小保方氏が公共データベースに登録していたSTAP細胞とFI幹細胞のデータがTs.Marker氏によって公開されたことを書いた。

    公開されたSTAP細胞(RNA-seqデータ)にはSox21というES細胞では発現しない遺伝子の発現がみられた。このSox21はTS細胞で特異的に発現する遺伝子として知られており、これでES細胞ではない細胞であることが分かった。この細胞を小保方氏らはSTAP細胞と呼んだのである。

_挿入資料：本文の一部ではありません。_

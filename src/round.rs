//! Round-robin allocation of read/write buffer pools and timers.
//!
//! Sibling reader and writer tasks of consecutive connections are
//! striped across disjoint pools so they contend on different locks.

use crate::config::Config;
use crate::pool::Pool;
use crate::timer::Timer;

#[derive(Debug)]
pub struct Round {
    readers: Vec<Pool>,
    writers: Vec<Pool>,
    timers: Vec<Timer>,
}

// ===== impl Round =====

impl Round {
    /// Builds the striped pools. Must be called inside a tokio runtime
    /// (each timer starts its run task).
    pub fn new(config: &Config) -> Round {
        let tcp = &config.tcp;
        let protocol = &config.protocol;

        Round {
            readers: (0..tcp.reader.max(1))
                .map(|_| Pool::new(tcp.read_buf, tcp.read_buf_size))
                .collect(),
            writers: (0..tcp.writer.max(1))
                .map(|_| Pool::new(tcp.write_buf, tcp.write_buf_size))
                .collect(),
            timers: (0..protocol.timer.max(1))
                .map(|_| Timer::new(protocol.timer_size))
                .collect(),
        }
    }

    pub fn reader(&self, rn: usize) -> &Pool {
        &self.readers[rn % self.readers.len()]
    }

    pub fn writer(&self, rn: usize) -> &Pool {
        &self.writers[rn % self.writers.len()]
    }

    pub fn timer(&self, rn: usize) -> &Timer {
        &self.timers[rn % self.timers.len()]
    }
}
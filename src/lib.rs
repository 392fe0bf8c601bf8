//! An instant-messaging fan-out gateway.
//!
//! The gateway owns very many long-lived client sockets (TCP and
//! WebSocket), dispatches authenticated clients into logical rooms and
//! delivers three classes of server-originated traffic: targeted push
//! by session key, room broadcast and global broadcast, each filtered
//! by per-connection subscriptions.
//!
//! The engine is built from small parts, leaves first:
//!
//! - [`frame`]: the 16-byte-header binary protocol.
//! - [`codec`]: buffered frame transport over any byte stream.
//! - [`ring`]: the per-connection SPSC request queue.
//! - [`timer`]: heap timer for handshake/heartbeat deadlines.
//! - [`pool`] / [`round`]: striped buffer slabs and timers.
//! - [`proto`]: channels, rooms, buckets, the server and the
//!   per-connection reader/dispatcher pipeline.
//! - [`logic`] / [`rpc`] / [`registry`]: the seams to the session
//!   tier, the pusher and the service registry.
//!
//! A connection costs exactly two tasks and two pooled buffers;
//! overload drops pushes per connection instead of spreading, and a
//! misbehaving socket only ever takes itself down.

pub mod codec;
pub mod config;
pub mod error;
pub mod frame;
pub mod logic;
pub mod pool;
pub mod proto;
pub mod registry;
pub mod ring;
pub mod round;
pub mod rpc;
pub mod timer;
pub mod whitelist;

pub use crate::config::Config;
pub use crate::error::{Error, Result};
pub use crate::frame::Frame;
pub use crate::proto::{Bucket, Channel, Room, Server};
//! Transport framing: buffered frame reader and writer over any
//! `AsyncRead`/`AsyncWrite`.
//!
//! Both sides stage bytes in a fixed slab taken from a
//! [`Pool`](crate::pool::Pool), so steady-state reads and writes do not
//! allocate.

mod framed_read;
mod framed_write;

pub use self::framed_read::FramedRead;
pub use self::framed_write::FramedWrite;
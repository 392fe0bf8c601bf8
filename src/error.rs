use std::{error, fmt, io};

/// A type alias for `Result<T, courier::Error>`.
pub type Result<T> = std::result::Result<T, Error>;

/// Errors produced by the gateway core.
///
/// Protocol errors close the offending socket; capacity errors drop the
/// offending frame and leave the connection alone. Transport errors are
/// surfaced as `Io`.
#[derive(Debug)]
pub enum Error {
    /// The peer never completed the auth exchange.
    Handshake,

    /// A request carried an operation that is not valid in its state.
    Operation(i32),

    /// Frame pack length out of bounds, or a truncated message.
    PackLen,

    /// Frame header length field did not match the fixed header size.
    HeaderLen,

    /// The client-request ring has no pending frame.
    RingEmpty,

    /// The client-request ring has no free slot.
    RingFull,

    /// The signal mailbox was full; the frame was dropped.
    SignalFullMsgDropped,

    /// The signal mailbox receiver is gone.
    SignalClosed,

    /// The room no longer accepts members.
    RoomDropped,

    /// A push or broadcast command carried invalid arguments.
    BroadcastArg,

    /// The logic interface rejected the call.
    Logic(String),

    /// Invalid configuration file.
    Config(String),

    /// An I/O error from the transport.
    Io(io::Error),
}

// ===== impl Error =====

impl fmt::Display for Error {
    fn fmt(&self, fmt: &mut fmt::Formatter<'_>) -> fmt::Result {
        match *self {
            Error::Handshake => write!(fmt, "handshake failed"),
            Error::Operation(op) => write!(fmt, "request operation not valid: {}", op),
            Error::PackLen => write!(fmt, "codec pack length error"),
            Error::HeaderLen => write!(fmt, "codec header length error"),
            Error::RingEmpty => write!(fmt, "ring buffer empty"),
            Error::RingFull => write!(fmt, "ring buffer full"),
            Error::SignalFullMsgDropped => write!(fmt, "signal channel full, msg dropped"),
            Error::SignalClosed => write!(fmt, "signal channel closed"),
            Error::RoomDropped => write!(fmt, "room dropped"),
            Error::BroadcastArg => write!(fmt, "broadcast arg error"),
            Error::Logic(ref msg) => write!(fmt, "logic call failed: {}", msg),
            Error::Config(ref msg) => write!(fmt, "config error: {}", msg),
            Error::Io(ref err) => write!(fmt, "io error: {}", err),
        }
    }
}

impl error::Error for Error {
    fn source(&self) -> Option<&(dyn error::Error + 'static)> {
        match *self {
            Error::Io(ref err) => Some(err),
            _ => None,
        }
    }
}

impl From<io::Error> for Error {
    fn from(src: io::Error) -> Error {
        Error::Io(src)
    }
}

impl Error {
    /// Whether this error is the routine end of a connection rather
    /// than something worth an error-level log line.
    pub fn is_expected_close(&self) -> bool {
        match *self {
            Error::Io(ref err) => matches!(
                err.kind(),
                io::ErrorKind::UnexpectedEof
                    | io::ErrorKind::ConnectionReset
                    | io::ErrorKind::ConnectionAborted
                    | io::ErrorKind::BrokenPipe
                    | io::ErrorKind::NotConnected
            ),
            _ => false,
        }
    }
}

#[cfg(test)]
mod test {
    use super::*;

    #[test]
    fn expected_close_classification() {
        let eof = Error::from(io::Error::new(io::ErrorKind::UnexpectedEof, "eof"));
        assert!(eof.is_expected_close());

        let denied = Error::from(io::Error::new(io::ErrorKind::PermissionDenied, "no"));
        assert!(!denied.is_expected_close());

        assert!(!Error::Handshake.is_expected_close());
    }
}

    一方、FI幹細胞(ChIP-seqデータ)はES細胞とTS細胞の両方の特異遺伝子の発現がみられた。別のFI幹細胞のデータ(RNA-seqデータ)は2種類の細胞種からなると調査委員会は解析していたが、これについてはそのような記述はない。このFI幹細胞にはinputデータがあるので全ゲノムを調べられる。RNA-seqでも分かったのだから、別の細胞種が少しでも混ざっていればすぐ分かるはずで、従って、これは混じりっけなしの細胞種だったのである。そこからES細胞、TS細胞の特異遺伝子が発現していたとすれば、これは紛れもないFI幹細胞だったことになる。

    この2つのデータから、Sox21の発現がみられるSTAP細胞を、ある培地で培養して増殖性を持ったFI幹細胞を作ったというのは素人目にも分かる。小保方氏がSTAP細胞を作り、その細胞をもとに若山氏がFI幹細胞を作ったのは明らかだ。それ以外にこれらの事実を矛盾なく説明できるものはないだろうと思う。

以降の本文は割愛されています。